Barack Obama has finally cinched the nomination, and although we both in the end supported him, my mother is feeling none of my euphoria.

My mother discovered Betty Friedan when I was a baby, and by the time I was in grade school in the seventies, she was hosting consciousness-raising groups in our living room. Free to Be You and Me played on a continuous loop in our house, and before I was tall enough to reach the sink to wash a dish, I knew that when there was housework to do, I was to follow Carol Channing's directive and make sure that we did it together.

My mother raised me to believe that I was capable of being whatever I wanted to be, but when it turned out that what I wanted to be, at one point, was a stay-at-home mom, she was horrified. I tried to explain that my decision was not a betrayal of everything she'd worked for, but rather an affirmation of it. It was a choice, and wasn't that what she'd been fighting for? My right to choose?

Now, though, as I watch Hillary Clinton's struggle reach its disappointing end, I understand why my mother took my decision so personally. She had struggled to remake the world, had partially succeeded, and now here I was, refusing to finish the job.

There's a sense of unfinished business in our society, like there is in Hillary's campaign. When I heard Hillary's women supporters proclaim that they will never vote for Barack Obama, despite that fact that his policies on women's issues are identical to Hillary's, I was, at first, aghast. But in thinking about it, I've come to realize that they are expressing the same anger my mother felt when I seemed to be retreating from the struggle she had bequeathed to me, when I refused to understand that my "choice" was informed as much by society's expectations as by my own desires.

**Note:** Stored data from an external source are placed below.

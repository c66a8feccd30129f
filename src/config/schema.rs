//! Configuration schema definitions.
//!
//! This module defines the complete configuration structure for the quiz
//! service. All types derive Serde traits for deserialization from config files.

use std::time::Duration;

use serde::{Deserialize, Serialize};

/// Root configuration for the quiz service.
#[derive(Debug, Clone, Deserialize, Serialize, Default)]
#[serde(default)]
pub struct ServiceConfig {
    /// Listener configuration (bind address).
    pub listener: ListenerConfig,

    /// Remote question service endpoint.
    pub question_service: QuestionServiceConfig,

    /// Retry and circuit breaker policy for the question service.
    pub resilience: ResilienceConfig,

    /// Timeout configuration for inbound requests.
    pub timeouts: TimeoutConfig,

    /// Observability settings.
    pub observability: ObservabilityConfig,

    /// Request hardening.
    pub security: SecurityConfig,
}

/// Listener configuration.
#[derive(Debug, Clone, Deserialize, Serialize)]
#[serde(default)]
pub struct ListenerConfig {
    /// Bind address (e.g., "0.0.0.0:8090").
    pub bind_address: String,
}

impl Default for ListenerConfig {
    fn default() -> Self {
        Self {
            bind_address: "0.0.0.0:8090".to_string(),
        }
    }
}

/// Question service client configuration.
#[derive(Debug, Clone, Deserialize, Serialize)]
#[serde(default)]
pub struct QuestionServiceConfig {
    /// Base URL of the question service (e.g., "http://localhost:8080/").
    pub base_url: String,

    /// Connection establishment timeout in milliseconds.
    pub connect_timeout_ms: u64,
}

impl Default for QuestionServiceConfig {
    fn default() -> Self {
        Self {
            base_url: "http://localhost:8080/".to_string(),
            connect_timeout_ms: 2000,
        }
    }
}

/// Resilience policy for the question service dependency.
#[derive(Debug, Clone, Deserialize, Serialize, Default)]
#[serde(default)]
pub struct ResilienceConfig {
    pub retry: RetryConfig,
    pub circuit_breaker: CircuitBreakerConfig,
}

/// Retry configuration.
#[derive(Debug, Clone, Deserialize, Serialize)]
#[serde(default)]
pub struct RetryConfig {
    /// Total attempts per call, including the first one.
    pub max_attempts: u32,

    /// Base delay for exponential backoff in milliseconds.
    pub base_delay_ms: u64,

    /// Maximum delay for exponential backoff in milliseconds.
    pub max_delay_ms: u64,

    /// Deadline for a single attempt in milliseconds.
    pub call_timeout_ms: u64,
}

impl Default for RetryConfig {
    fn default() -> Self {
        Self {
            max_attempts: 3,
            base_delay_ms: 500,
            max_delay_ms: 2000,
            call_timeout_ms: 3000,
        }
    }
}

impl RetryConfig {
    pub fn call_timeout(&self) -> Duration {
        Duration::from_millis(self.call_timeout_ms)
    }

    /// Longest one protected call can take: every attempt hits its deadline
    /// and every backoff draws its full 10% jitter.
    pub fn worst_case_ms(&self) -> u64 {
        let mut total = u64::from(self.max_attempts).saturating_mul(self.call_timeout_ms);
        if self.base_delay_ms == 0 {
            return total;
        }

        let mut attempt = 1;
        while attempt < self.max_attempts {
            let delay = self
                .base_delay_ms
                .saturating_mul(2u64.saturating_pow(attempt - 1))
                .min(self.max_delay_ms);
            let with_jitter = delay.saturating_add(delay / 10);

            if delay == self.max_delay_ms {
                // Capped from here on.
                let remaining = u64::from(self.max_attempts - attempt);
                return total.saturating_add(remaining.saturating_mul(with_jitter));
            }
            total = total.saturating_add(with_jitter);
            attempt += 1;
        }
        total
    }
}

/// Circuit breaker configuration.
#[derive(Debug, Clone, Deserialize, Serialize)]
#[serde(default)]
pub struct CircuitBreakerConfig {
    /// Number of most recent calls the failure rate is computed over.
    pub sliding_window_size: usize,

    /// Calls that must be recorded before the failure rate is evaluated.
    pub minimum_calls: usize,

    /// Failure rate in percent at or above which the circuit opens.
    pub failure_rate_threshold: f32,

    /// How long the circuit stays open before admitting trial calls.
    pub wait_in_open_ms: u64,

    /// Trial calls admitted while half-open.
    pub half_open_trial_calls: u32,
}

impl Default for CircuitBreakerConfig {
    fn default() -> Self {
        Self {
            sliding_window_size: 10,
            minimum_calls: 5,
            failure_rate_threshold: 50.0,
            wait_in_open_ms: 10_000,
            half_open_trial_calls: 3,
        }
    }
}

impl CircuitBreakerConfig {
    pub fn wait_in_open(&self) -> Duration {
        Duration::from_millis(self.wait_in_open_ms)
    }
}

/// Timeout configuration for inbound requests.
#[derive(Debug, Clone, Deserialize, Serialize)]
#[serde(default)]
pub struct TimeoutConfig {
    /// Request timeout (total time for request/response) in seconds.
    pub request_secs: u64,
}

impl Default for TimeoutConfig {
    fn default() -> Self {
        Self { request_secs: 30 }
    }
}

/// Log output format.
#[derive(Debug, Clone, Copy, PartialEq, Eq, Deserialize, Serialize, Default)]
#[serde(rename_all = "snake_case")]
pub enum LogFormat {
    #[default]
    Pretty,
    Json,
}

/// Observability configuration.
#[derive(Debug, Clone, Deserialize, Serialize)]
#[serde(default)]
pub struct ObservabilityConfig {
    /// Log level (trace, debug, info, warn, error).
    pub log_level: String,

    /// Log output format.
    pub log_format: LogFormat,

    /// Enable metrics endpoint.
    pub metrics_enabled: bool,

    /// Metrics endpoint bind address.
    pub metrics_address: String,
}

impl Default for ObservabilityConfig {
    fn default() -> Self {
        Self {
            log_level: "info".to_string(),
            log_format: LogFormat::Pretty,
            metrics_enabled: true,
            metrics_address: "0.0.0.0:9090".to_string(),
        }
    }
}

/// Security hardening configuration.
#[derive(Debug, Clone, Deserialize, Serialize)]
#[serde(default)]
pub struct SecurityConfig {
    /// Maximum body size in bytes.
    pub max_body_size: usize,
}

impl Default for SecurityConfig {
    fn default() -> Self {
        Self {
            max_body_size: 256 * 1024, // 256KB
        }
    }
}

Like Hillary, my mother --acknowledged in my family to be smarter than my father, and with a degree from a far more prestigious university -- had no choice but to subsume her professional aspirations to his. She always worked -- they couldn't afford for her not to -- but his work was a career, and hers only a job, and one that she did in addition to all the work of caring for us kids.

To women like my mother, Hillary stood for the idea that finally, after a lifetime of subsumed aspiration, after tolerating so stoically the various indignities of their professional and personal lives, it is their turn. I understand the feeling. I share it.

Because of Hillary and because of the struggle of women like my mother, there will one day, sooner rather than later, be a woman president. They are the generation that made that possible. They are the generation that made my career and my family possible. But they are also the generation that made Barack Obama's candidacy possible, and that's something to be proud of, and grateful for, too.